If there were a lot of people against an idea, and a few against that idea happen to be racists, is that enough of a reason to dismiss fiscal reasons to be against that idea? I think not. If one wants to get the Naked Truth, you eliminate the nonsense and look at the numbers. That is what I do here. Eliminate the emotions and look at the facts.
For those that were not living in the Metro Atlanta area in the 1970’s, things were much different. I-285 was just recently completed. Regional shopping malls were just opening. The City of Atlanta was evolving.
MARTA was not the model of efficiency from the beginning. Atlanta-Fulton County Stadium could have had a rail station. Instead it was decided that more bus drivers would be employed if they shuttled patrons back and forth to ball games(Atlanta Braves and Atlanta Falcons. The west line of the two line system stopped short at HighTower Road, when it should have been extended to Fulton Industrial Blvd, a busy blue collar working area, and quite close to a large employment center for teens: Six Flags.
Even in the early ’80s we were asking why was this system not expanded to the county line (the Chattahoochee River), where riders could have then only had to walk across the river to get to Six Flags? With a station also at Fulton Industrial Blvd, the ridership would have been high and strong. They were already running buses to Six Flags, even though it was (SHHH!) in Cobb County.
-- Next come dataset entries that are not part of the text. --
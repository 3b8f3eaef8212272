use std::{alloc::{Layout, alloc, dealloc, handle_alloc_error},
          cell::{Cell, RefCell},
          mem,
          ptr::NonNull,
          slice};

/// Payload size of a regular chunk in bytes.
pub const DEFAULT_CHUNK_SIZE: usize = 8192;

/// Alignment of every pointer handed out by the arena.
const ALIGNMENT: usize = 16;

/// Rounds `size` up to the next multiple of [`ALIGNMENT`].
const fn round_up(size: usize) -> usize {
    (size + ALIGNMENT - 1) & !(ALIGNMENT - 1)
}

/// One contiguous block of arena memory.
///
/// `used` is the bump offset; a chunk dedicated to an oversized request
/// is created with `used == size` so it can never serve another
/// allocation and the `alloc_size` accounting stays uniform.
struct Chunk {
    start: NonNull<u8>,
    size:  usize,
    used:  usize,
}

impl Chunk {
    fn new(size: usize) -> Self {
        debug_assert!(size > 0);
        // The layout is valid: `size` is bounded by the caller and
        // `ALIGNMENT` is a power of two.
        let layout = Layout::from_size_align(size, ALIGNMENT).expect("chunk layout");
        let ptr = unsafe { alloc(layout) };
        let Some(start) = NonNull::new(ptr) else {
            handle_alloc_error(layout);
        };
        Self { start, size, used: 0 }
    }
}

/// Usage counters for an [`Arena`], queried by tests and logged on
/// interest via `tracing`.
#[derive(Debug, Clone, Copy, PartialEq, Eq)]
pub struct ArenaStats {
    /// Number of chunks, including dedicated oversized chunks.
    pub chunk_count: usize,
    /// Total payload capacity of all chunks in bytes.
    pub chunk_size:  usize,
    /// Number of allocation requests served.
    pub alloc_count: usize,
    /// Total bytes handed out, after rounding each request up to the
    /// alignment boundary.
    pub alloc_size:  usize,
}

/// A bump-pointer allocator backed by a list of chunks.
///
/// All allocations share one lifetime: values are placed into chunk
/// memory, handed out as references borrowing the arena, and released
/// together when the arena is dropped. The parser uses one arena per
/// parse so the whole AST is freed as a unit.
///
/// Requests larger than [`DEFAULT_CHUNK_SIZE`] get a dedicated chunk;
/// smaller requests bump the current chunk and open a fresh one when it
/// is full. Every returned pointer is aligned to 16 bytes.
///
/// Values stored in the arena are **never dropped**, so only types
/// without meaningful `Drop` behavior may be allocated. AST nodes are
/// plain spans, enums and references, which satisfies this.
pub struct Arena {
    chunks:      RefCell<Vec<Chunk>>,
    current:     Cell<usize>,
    alloc_count: Cell<usize>,
}

impl Arena {
    /// Creates an arena with one empty default-sized chunk.
    #[must_use]
    pub fn new() -> Self {
        Self { chunks:      RefCell::new(vec![Chunk::new(DEFAULT_CHUNK_SIZE)]),
               current:     Cell::new(0),
               alloc_count: Cell::new(0), }
    }

    /// Moves `value` into the arena and returns a reference with the
    /// arena's lifetime.
    pub fn alloc<T>(&self, value: T) -> &mut T {
        debug_assert!(mem::align_of::<T>() <= ALIGNMENT);
        debug_assert!(!mem::needs_drop::<T>(), "arena values are never dropped");
        let ptr = self.alloc_raw(mem::size_of::<T>()).cast::<T>().as_ptr();
        // The region is fresh, properly sized and 16-aligned.
        unsafe {
            ptr.write(value);
            &mut *ptr
        }
    }

    /// Moves the elements of `values` into a contiguous arena slice.
    pub fn alloc_slice<T>(&self, values: Vec<T>) -> &mut [T] {
        debug_assert!(mem::align_of::<T>() <= ALIGNMENT);
        debug_assert!(!mem::needs_drop::<T>(), "arena values are never dropped");
        let len = values.len();
        if len == 0 {
            return &mut [];
        }
        let ptr = self.alloc_raw(mem::size_of::<T>() * len).cast::<T>().as_ptr();
        // Each element is written exactly once into the fresh region;
        // the vector's buffer is released by `into_iter`.
        unsafe {
            for (index, value) in values.into_iter().enumerate() {
                ptr.add(index).write(value);
            }
            slice::from_raw_parts_mut(ptr, len)
        }
    }

    /// Reserves `size` bytes, rounded up to the alignment boundary.
    fn alloc_raw(&self, size: usize) -> NonNull<u8> {
        let size = round_up(size);
        self.alloc_count.set(self.alloc_count.get() + 1);
        if size == 0 {
            // Zero-sized requests get a well-aligned dangling pointer
            // that is never dereferenced.
            return unsafe { NonNull::new_unchecked(ALIGNMENT as *mut u8) };
        }
        let mut chunks = self.chunks.borrow_mut();
        if size > DEFAULT_CHUNK_SIZE {
            // Dedicated chunk; marked fully used so it never serves a
            // later small request.
            let mut chunk = Chunk::new(size);
            chunk.used = size;
            let start = chunk.start;
            chunks.push(chunk);
            return start;
        }
        let mut current = self.current.get();
        if chunks[current].used + size > chunks[current].size {
            chunks.push(Chunk::new(DEFAULT_CHUNK_SIZE));
            current = chunks.len() - 1;
            self.current.set(current);
        }
        let chunk = &mut chunks[current];
        // In-bounds by the check above.
        let ptr = unsafe { chunk.start.add(chunk.used) };
        chunk.used += size;
        ptr
    }

    /// Current usage counters.
    #[must_use]
    pub fn stats(&self) -> ArenaStats {
        let chunks = self.chunks.borrow();
        ArenaStats { chunk_count: chunks.len(),
                     chunk_size:  chunks.iter().map(|c| c.size).sum(),
                     alloc_count: self.alloc_count.get(),
                     alloc_size:  chunks.iter().map(|c| c.used).sum(), }
    }
}

impl Default for Arena {
    fn default() -> Self {
        Self::new()
    }
}

impl Drop for Arena {
    fn drop(&mut self) {
        for chunk in self.chunks.borrow_mut().drain(..) {
            let layout = Layout::from_size_align(chunk.size, ALIGNMENT).expect("chunk layout");
            // The chunk was allocated with exactly this layout.
            unsafe { dealloc(chunk.start.as_ptr(), layout) };
        }
    }
}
I traveled on MARTA from Hightower to Georgia State daily. Having to park a half mile from the station, walk to the station, and then wait ten minutes on average for the train to depart was not efficient. But I felt good taking the train. It’s what urban college students did.
MARTA then tried to squeeze more out of the riders by charging to park. Not a smart move.
We could leave the inefficiencies of the past behind, but they haunt us today. Forty years later, and they still do not cover Fulton County completely. The system will be 60 years old before they get a rail station to Windward Parkway in North Fulton. And if you are in South Fulton, take a bus. MARTA has not been the right answer for our issues regarding transportation.
I am going to focus mainly on the Rail portion of MARTA. It’s the only part of the system anyone dreams about having access to. No one actually believes boarding a bus and then stopping every 1/4 to half mile is a fast mode of transit. It’s also an impediment to the traffic on the roads as people swerve to pass the bus, not wanting to engage in a bus-like ride in their own car.
Here are a few basic facts about MARTA Rail you might not know:
- MARTA has 47.6 miles of rail in service and 38 rail stations.
- Rail construction started in 1975. Overall , that means that MARTA has added an average of 1.19 miles of rail per year.
- Extending the North Rail Line to Windward Parkway in North Fulton County would represent an extension of 11.74 miles.
- At the rate of past expansion of the MARTA Rail system, that represents 9.85 years.
- MARTA Rail has 232,100 daily rail trips according to their website.
- Divided by two, that means that daily 116,050 people take the train.
Fulton and Dekalb have a combined population of 1.7 million people. If all the rail riders were from Fulton and Dekalb, then 6% of us(us because I live in Fulton County) would be users. Since we know that there are riders daily from all metro counties, we know that number is much lower.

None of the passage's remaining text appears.